La variété des récompenses et l'hétérogénéité des définitions de « fumeurs » ou de « non fumeurs » utilisées dans les études mais surtout la présence de co-traitements potentiels, comme des séances d'éducation sur le tabac, inégalement réparties et souvent mal décrites, tant au niveau des groupes interventions que contrôles, affaiblissent considérablement la valeur des résultats. Une étude rapporte spécifiquement une suspicion de fausse déclaration dans le groupe intervention, peut-être pour augmenter les chances de récompense.
La méta-analyse qualifie de « long terme » le suivi des sujets sur 12 à 24 mois. Il serait intéressant de mesurer l'impact d'intervention de prévention au-delà de cette période.
Notons également que cette méta-analyse évalue des interventions difficilement transposables dans le contexte des soins de santé primaires belges actuels.
Autres publications
Une autre méta-analyse récente (7) évalue l'efficacité d'interventions qualifiées de « potentiellement pertinentes en soins de santé primaire » de prévention du tabagisme chez les enfants et les adolescents. Les interventions étudiées ne consistaient pas en des récompenses mais en des interventions de type comportementales comme des entretiens par téléphone et/ou menés en face-à-face. Elle conclut à une réduction statistiquement significative (RR = 0,81, avec un IC à 95 % de 0,70 à 0,93 et un NST de 50) du risque de commencer à fumer à 7 – 36 mois (9 RCTs, n = 26 624).
Conclusion de Minerva
Cette méta-analyse, de bonne qualité méthodologique mais souffrant du faible nombre et de la faible qualité des études incluses n’apporte pas de preuves de l'efficacité de l'usage de récompenses dans la prévention du tabagisme chez les enfants et les adolescents, du moins sous la forme de récompenses de groupe en milieu scolaire.
Pour la pratique
Ni la RBP belge de 2005 (8), ni les recommandations plus récentes de NICE (9), n'abordent la question de la prévention du tabagisme. La synthèse méthodique analysée ici n’apporte pas d’argument suffisant pour alimenter des recommandations.
Références
- Peto R, Lopez AD, Boreham J, et al. Mortality from smoking worldwide. Br Med Bull 1996;52:12-21.

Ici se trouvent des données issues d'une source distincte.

//! 求职信生成
//!
//! 模板占位符：`{{title}}` `{{company}}` `{{first_name}}` `{{last_name}}`
//! `{{full_name}}` `{{pitch}}`，未知占位符原样保留

use std::sync::OnceLock;

use regex::{Captures, Regex};

use crate::models::{CandidateProfile, JobDescriptor};

const DEFAULT_TEMPLATE: &str = "Dear Hiring Manager,

I am writing to express my interest in the {{title}} position at {{company}}.

Based on the job description, I believe my skills and experience align well with your requirements. I am excited about the opportunity to contribute to your team and help drive success at {{company}}.

{{pitch}}

Thank you for considering my application. I look forward to discussing how I can add value to your organization.

Best regards,
{{full_name}}";

const DEFAULT_PITCH: &str =
    "I am confident that my background and skills would make me a valuable addition to your organization.";

fn placeholder_regex() -> Option<&'static Regex> {
    static RE: OnceLock<Option<Regex>> = OnceLock::new();
    RE.get_or_init(|| Regex::new(r"\{\{\s*(\w+)\s*\}\}").ok())
        .as_ref()
}

/// 为岗位生成求职信
///
/// 资料里的模板含占位符时整体替换默认模板，否则作为 `{{pitch}}` 段落插入
pub fn render(job: &JobDescriptor, profile: &CandidateProfile) -> String {
    let Some(re) = placeholder_regex() else {
        return DEFAULT_TEMPLATE.to_string();
    };

    let custom = profile.cover_letter_template.trim();
    let (template, pitch) = if re.is_match(custom) {
        (custom, DEFAULT_PITCH)
    } else if custom.is_empty() {
        (DEFAULT_TEMPLATE, DEFAULT_PITCH)
    } else {
        (DEFAULT_TEMPLATE, custom)
    };

    let full_name = profile.full_name();
    re.replace_all(template, |caps: &Captures| {
        match caps[1].to_ascii_lowercase().as_str() {
            "title" => job.title.clone(),
            "company" => job.company.clone(),
            "first_name" => profile.first_name.clone(),
            "last_name" => profile.last_name.clone(),
            "full_name" => full_name.clone(),
            "pitch" => pitch.to_string(),
            _ => caps[0].to_string(),
        }
    })
    .into_owned()
}
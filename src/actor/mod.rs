//! 页面执行者（相当于注入到页面里的脚本）

pub mod page_actor;
pub mod page_context;

pub use page_actor::PageActor;
pub use page_context::PageContext;
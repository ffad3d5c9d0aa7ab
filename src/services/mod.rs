pub mod cover_letter;
pub mod element_waiter;
pub mod field_strategy;
pub mod form_filler;
pub mod local_store;
pub mod platform_classifier;
pub mod profile_resolver;
pub mod status_reporter;
pub mod submission;

pub use element_waiter::{ElementWaiter, WaitOutcome};
pub use field_strategy::{strategy_for, FieldKind, FieldMap, FieldSpec, PlatformStrategy};
pub use form_filler::FormFiller;
pub use local_store::LocalStore;
pub use platform_classifier::{classify, is_supported};
pub use profile_resolver::ProfileResolver;
pub use status_reporter::{RemoteStatusSink, StatusReporter};
pub use submission::{SubmissionController, SubmitSignal};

- Joossens L. Communiqué de presse du 12 février 2003 CRIOC (Centre de Recherche et d’Information des Organisateurs et des Consommateurs) www.crioc.be
- Warren CW, Jones NR, Peruga A, et al. Global Youth Tobacco Surveillance, 2000-2007. MMWR 2008:57(SS01):1-21.

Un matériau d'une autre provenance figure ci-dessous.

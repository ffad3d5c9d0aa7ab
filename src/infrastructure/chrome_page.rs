//! Chromium 页面驱动 - 基础设施层
//!
//! 通过 `JsExecutor` 在页面里执行脚本，通过 CDP binding 接收
//! MutationObserver 批次和页面级 submit 事件

use anyhow::{anyhow, Context, Result};
use async_trait::async_trait;
use chromiumoxide::cdp::browser_protocol::dom::SetFileInputFilesParams;
use chromiumoxide::cdp::js_protocol::runtime::{AddBindingParams, EventBindingCalled};
use futures::StreamExt;
use serde_json::json;
use std::sync::atomic::{AtomicBool, AtomicU64, Ordering};
use std::sync::Arc;
use tokio::sync::{mpsc, Mutex};
use tokio::task::JoinHandle;
use tracing::{debug, warn};

use crate::infrastructure::js_executor::JsExecutor;
use crate::infrastructure::page_driver::{ElementInfo, MutationSubscription, PageDriver};

const MUTATION_BINDING: &str = "__jobflowMutation";
const SUBMIT_BINDING: &str = "__jobflowSubmit";

const QUERY_JS: &str = r#"(selector) => {
    const el = document.querySelector(selector);
    if (!el) return null;
    return {
        tag: el.tagName.toLowerCase(),
        type: el.tagName === 'INPUT' ? (el.type || null) : null
    };
}"#;

const OBSERVE_JS: &str = r#"(args) => {
    window.__jobflowObservers = window.__jobflowObservers || {};
    const observer = new MutationObserver(() => {
        try { window[args.binding](String(args.id)); } catch (e) {}
    });
    observer.observe(document.documentElement || document, {
        childList: true,
        subtree: true,
        attributes: true
    });
    window.__jobflowObservers[args.id] = observer;
    return true;
}"#;

const DISCONNECT_JS: &str = r#"(id) => {
    const observers = window.__jobflowObservers || {};
    if (observers[id]) {
        observers[id].disconnect();
        delete observers[id];
    }
    return true;
}"#;

// React 等框架劫持了 value 属性，需要走原型上的 setter 才能被识别为真实输入
const FILL_JS: &str = r#"(args) => {
    const el = document.querySelector(args.selector);
    if (!el) throw new Error('element not found: ' + args.selector);
    const descriptor = Object.getOwnPropertyDescriptor(Object.getPrototypeOf(el), 'value');
    const assign = (v) => descriptor && descriptor.set ? descriptor.set.call(el, v) : (el.value = v);
    assign('');
    el.focus();
    assign(args.value);
    el.dispatchEvent(new Event('input', { bubbles: true }));
    el.dispatchEvent(new Event('change', { bubbles: true }));
    return true;
}"#;

const ARM_SUBMIT_JS: &str = r#"(binding) => {
    if (window.__jobflowSubmitArmed) return true;
    window.__jobflowSubmitArmed = true;
    document.addEventListener('submit', () => {
        try { window[binding]('submit'); } catch (e) {}
    }, true);
    return true;
}"#;

/// Chromium 页面驱动
pub struct ChromePage {
    executor: JsExecutor,
    next_observer: AtomicU64,
    submit_seen: Arc<AtomicBool>,
    submit_listener: Mutex<Option<JoinHandle<()>>>,
}

impl ChromePage {
    pub fn new(executor: JsExecutor) -> Self {
        Self {
            executor,
            next_observer: AtomicU64::new(1),
            submit_seen: Arc::new(AtomicBool::new(false)),
            submit_listener: Mutex::new(None),
        }
    }

    pub fn executor(&self) -> &JsExecutor {
        &self.executor
    }

    /// 启动一次 submit binding 的监听任务
    async fn ensure_submit_listener(&self) -> Result<()> {
        let mut guard = self.submit_listener.lock().await;
        if guard.as_ref().is_some_and(|h| !h.is_finished()) {
            return Ok(());
        }

        let page = self.executor.page();
        page.execute(AddBindingParams::new(SUBMIT_BINDING)).await?;
        let mut events = page.event_listener::<EventBindingCalled>().await?;
        let seen = self.submit_seen.clone();

        *guard = Some(tokio::spawn(async move {
            while let Some(event) = events.next().await {
                if event.name == SUBMIT_BINDING {
                    debug!("页面触发了 submit 事件");
                    seen.store(true, Ordering::SeqCst);
                }
            }
        }));
        Ok(())
    }
}

#[async_trait]
impl PageDriver for ChromePage {
    async fn navigate(&self, url: &str) -> Result<()> {
        let page = self.executor.page();
        page.goto(url)
            .await
            .with_context(|| format!("导航到 {} 失败", url))?;
        page.wait_for_navigation().await?;
        Ok(())
    }

    async fn current_url(&self) -> Result<Option<String>> {
        Ok(self.executor.page().url().await?)
    }

    async fn query(&self, selector: &str) -> Result<Option<ElementInfo>> {
        self.executor.call_as(QUERY_JS, &selector).await
    }

    async fn observe_mutations(&self) -> Result<MutationSubscription> {
        let page = self.executor.page().clone();
        page.execute(AddBindingParams::new(MUTATION_BINDING)).await?;
        let mut events = page.event_listener::<EventBindingCalled>().await?;

        let id = self.next_observer.fetch_add(1, Ordering::SeqCst);
        self.executor
            .call(OBSERVE_JS, &json!({ "binding": MUTATION_BINDING, "id": id }))
            .await?;

        let (tx, rx) = mpsc::unbounded_channel();
        let payload = id.to_string();
        tokio::spawn(async move {
            loop {
                tokio::select! {
                    _ = tx.closed() => break,
                    event = events.next() => match event {
                        Some(ev) if ev.name == MUTATION_BINDING && ev.payload == payload => {
                            if tx.send(()).is_err() {
                                break;
                            }
                        }
                        Some(_) => continue,
                        None => break,
                    },
                }
            }
        });

        let executor = self.executor.clone();
        Ok(MutationSubscription::new(rx, move || {
            if let Ok(handle) = tokio::runtime::Handle::try_current() {
                handle.spawn(async move {
                    if let Err(e) = executor.call(DISCONNECT_JS, &id).await {
                        debug!("断开 MutationObserver #{} 失败: {}", id, e);
                    }
                });
            }
        }))
    }

    async fn fill_value(&self, selector: &str, value: &str) -> Result<()> {
        self.executor
            .call(FILL_JS, &json!({ "selector": selector, "value": value }))
            .await?;
        Ok(())
    }

    async fn upload_file(&self, selector: &str, path: &str) -> Result<()> {
        let page = self.executor.page();
        let element = page.find_element(selector).await?;
        let params = SetFileInputFilesParams::builder()
            .files(vec![path.to_string()])
            .backend_node_id(element.backend_node_id)
            .build()
            .map_err(|e| anyhow!("构建文件上传参数失败: {}", e))?;
        page.execute(params).await?;
        Ok(())
    }

    async fn click(&self, selector: &str) -> Result<()> {
        let element = self.executor.page().find_element(selector).await?;
        element.click().await?;
        Ok(())
    }

    async fn arm_submit_listener(&self) -> Result<()> {
        self.submit_seen.store(false, Ordering::SeqCst);
        self.ensure_submit_listener().await?;
        let armed = self.executor.call(ARM_SUBMIT_JS, &SUBMIT_BINDING).await?;
        if armed != json!(true) {
            warn!("⚠️ submit 监听安装返回异常: {}", armed);
        }
        Ok(())
    }

    async fn submit_observed(&self) -> Result<bool> {
        Ok(self.submit_seen.load(Ordering::SeqCst))
    }
}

- Le consortium ACCES, Stratégies visant le sevrage tabagique chez les adolescents. Principes directeurs, stratégies et activités. Juillet 2010. Téléchargé de www.fares.be/documents/ACCESSreport.pdf le 27/12/2012.
- Breslau N, Peterson EL. Smoking cessation in young adults: age at initiation of cigarette smoking and other suspected influences. Am J Public Health 1996;86:214-20.
- Global Youth Tobacco Survey Collaborative Group. Tobacco use among youth: a cross country comparison. Tob Control 2002;11:252-70.
- Patnode CD, O’Connor E, Whitlock EP, et al. Primary care–relevant interventions for tobacco use prevention and cessation in children and adolescents: a systematic evidence review for the U.S. Preventive Services Task Force. Ann Intern Med 2013;158:253-60.
- SSMG. Recommandation de Bonne Pratique. Arrêter de fumer. SSMG, 2005.
- National Institute for Health and Clinical Excellence. Smoking cessation services. Quick référence guide. NICE, February 2008.